(Saved entries)
******************************
//! Array backend trait: the numeric capability the operators run on.
//!
//! ```text
//! kernel / drift / reporter
//!   │
//!   └── ArrayBackend          ← trait call, dispatched at runtime
//!         ├── CpuBackend      ← serial ndarray loops (default)
//!         └── ParallelBackend ← ndarray + rayon (feature = "parallel")
//! ```
//!
//! Backends hold no data between calls. Elementwise operations must give
//! identical results on every backend; reductions may differ in the last
//! bits because parallel sums associate differently.

use ndarray::{Array2, Zip};
use num_complex::Complex64;
use std::fmt;
use std::sync::Arc;

use crate::numeric::{self, ComplexField, RealField};

pub type ComplexMap<'a> = &'a (dyn Fn(Complex64) -> Complex64 + Sync);
pub type ComplexZip<'a> = &'a (dyn Fn(Complex64, Complex64) -> Complex64 + Sync);
pub type RealZip<'a> = &'a (dyn Fn(f64, f64) -> f64 + Sync);

pub trait ArrayBackend: Send + Sync + fmt::Debug {
    /// Human-readable name for diagnostics.
    fn name(&self) -> &'static str;

    fn laplacian_complex(&self, a: &ComplexField) -> ComplexField;

    fn laplacian_real(&self, a: &RealField) -> RealField;

    fn mean(&self, a: &RealField) -> f64;

    /// Mean of |a|².
    fn mean_abs_sq(&self, a: &ComplexField) -> f64;

    fn abs(&self, a: &ComplexField) -> RealField;

    fn abs_sq(&self, a: &ComplexField) -> RealField;

    /// `f(a)` cell by cell.
    fn map_complex(&self, a: &ComplexField, f: ComplexMap<'_>) -> ComplexField;

    /// `f(a, b)` cell by cell. Shapes must agree.
    fn zip_complex(&self, a: &ComplexField, b: &ComplexField, f: ComplexZip<'_>) -> ComplexField;

    /// `f(a, b)` cell by cell. Shapes must agree.
    fn zip_real(&self, a: &RealField, b: &RealField, f: RealZip<'_>) -> RealField;

    /// `a · exp(iθ)`.
    fn rotate_phase(&self, a: &ComplexField, theta: f64) -> ComplexField {
        let factor = Complex64::from_polar(1.0, theta);
        self.map_complex(a, &move |z| z * factor)
    }

    /// RMS norm with the ε guard.
    fn rms_norm(&self, a: &ComplexField) -> f64 {
        self.mean_abs_sq(a).sqrt() + numeric::NORM_EPS
    }

    /// `a / ‖a‖`.
    fn normalize(&self, a: &ComplexField) -> ComplexField {
        let norm = self.rms_norm(a);
        self.map_complex(a, &move |z| z / norm)
    }
}

/// Serial CPU backend.
#[derive(Debug, Clone, Copy, Default)]
pub struct CpuBackend;

impl ArrayBackend for CpuBackend {
    fn name(&self) -> &'static str {
        "cpu"
    }

    fn laplacian_complex(&self, a: &ComplexField) -> ComplexField {
        numeric::laplacian(a)
    }

    fn laplacian_real(&self, a: &RealField) -> RealField {
        numeric::laplacian(a)
    }

    fn mean(&self, a: &RealField) -> f64 {
        numeric::mean(a)
    }

    fn mean_abs_sq(&self, a: &ComplexField) -> f64 {
        numeric::mean_abs_sq(a)
    }

    fn abs(&self, a: &ComplexField) -> RealField {
        a.mapv(|z| z.norm())
    }

    fn abs_sq(&self, a: &ComplexField) -> RealField {
        a.mapv(|z| z.norm_sqr())
    }

    fn map_complex(&self, a: &ComplexField, f: ComplexMap<'_>) -> ComplexField {
        a.mapv(f)
    }

    fn zip_complex(&self, a: &ComplexField, b: &ComplexField, f: ComplexZip<'_>) -> ComplexField {
        let mut out = Array2::from_elem(a.dim(), Complex64::default());
        Zip::from(&mut out)
            .and(a)
            .and(b)
            .for_each(|o, &x, &y| *o = f(x, y));
        out
    }

    fn zip_real(&self, a: &RealField, b: &RealField, f: RealZip<'_>) -> RealField {
        let mut out = Array2::zeros(a.dim());
        Zip::from(&mut out)
            .and(a)
            .and(b)
            .for_each(|o, &x, &y| *o = f(x, y));
        out
    }
}

#[cfg(feature = "parallel")]
pub use parallel::ParallelBackend;

#[cfg(feature = "parallel")]
mod parallel {
    use super::*;
    use crate::numeric::StencilScalar;
    use ndarray::parallel::prelude::*;
    use ndarray::s;

    /// Rayon-parallel backend over ndarray's parallel producers.
    #[derive(Debug, Clone, Copy, Default)]
    pub struct ParallelBackend;

    fn par_laplacian<T: StencilScalar + Send + Sync>(a: &Array2<T>) -> Array2<T> {
        let (rows, cols) = a.dim();
        let mut out = Array2::from_elem((rows, cols), T::default());
        if rows < 3 || cols < 3 {
            return out;
        }
        Zip::from(out.slice_mut(s![1..-1, 1..-1]))
            .and(a.slice(s![2.., 1..-1]))
            .and(a.slice(s![..-2, 1..-1]))
            .and(a.slice(s![1..-1, 2..]))
            .and(a.slice(s![1..-1, ..-2]))
            .and(a.slice(s![1..-1, 1..-1]))
            .par_for_each(|o, &down, &up, &right, &left, &centre| {
                *o = down + up + right + left - centre * 4.0;
            });
        out
    }

    impl ArrayBackend for ParallelBackend {
        fn name(&self) -> &'static str {
            "parallel"
        }

        fn laplacian_complex(&self, a: &ComplexField) -> ComplexField {
            par_laplacian(a)
        }

        fn laplacian_real(&self, a: &RealField) -> RealField {
            par_laplacian(a)
        }

        fn mean(&self, a: &RealField) -> f64 {
            if a.is_empty() {
                return 0.0;
            }
            a.par_iter().sum::<f64>() / a.len() as f64
        }

        fn mean_abs_sq(&self, a: &ComplexField) -> f64 {
            if a.is_empty() {
                return 0.0;
            }
            a.par_iter().map(|z| z.norm_sqr()).sum::<f64>() / a.len() as f64
        }

        fn abs(&self, a: &ComplexField) -> RealField {
            let mut out = Array2::zeros(a.dim());
            Zip::from(&mut out).and(a).par_for_each(|o, z| *o = z.norm());
            out
        }

        fn abs_sq(&self, a: &ComplexField) -> RealField {
            let mut out = Array2::zeros(a.dim());
            Zip::from(&mut out).and(a).par_for_each(|o, z| *o = z.norm_sqr());
            out
        }

        fn map_complex(&self, a: &ComplexField, f: ComplexMap<'_>) -> ComplexField {
            let mut out = Array2::from_elem(a.dim(), Complex64::default());
            Zip::from(&mut out).and(a).par_for_each(|o, &z| *o = f(z));
            out
        }

        fn zip_complex(&self, a: &ComplexField, b: &ComplexField, f: ComplexZip<'_>) -> ComplexField {
            let mut out = Array2::from_elem(a.dim(), Complex64::default());
            Zip::from(&mut out)
                .and(a)
                .and(b)
                .par_for_each(|o, &x, &y| *o = f(x, y));
            out
        }

        fn zip_real(&self, a: &RealField, b: &RealField, f: RealZip<'_>) -> RealField {
            let mut out = Array2::zeros(a.dim());
            Zip::from(&mut out)
                .and(a)
                .and(b)
                .par_for_each(|o, &x, &y| *o = f(x, y));
            out
        }
    }
}

/// Pick the backend for a runtime. Acceleration falls back to the CPU
/// backend when the `parallel` feature is not compiled in.
pub fn select_backend(enable_acceleration: bool) -> Arc<dyn ArrayBackend> {
    if enable_acceleration {
        #[cfg(feature = "parallel")]
        {
            return Arc::new(ParallelBackend);
        }
        #[cfg(not(feature = "parallel"))]
        tracing::warn!("acceleration requested but the `parallel` feature is not enabled, using cpu backend");
    }
    Arc::new(CpuBackend)
}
******************************
- [ACTION ITEM]
Return every line from the entries that holds the string "factor".

- [SOLUTION TO THIS TASK]
        let factor = Complex64::from_polar(1.0, theta);
        self.map_complex(a, &move |z| z * factor)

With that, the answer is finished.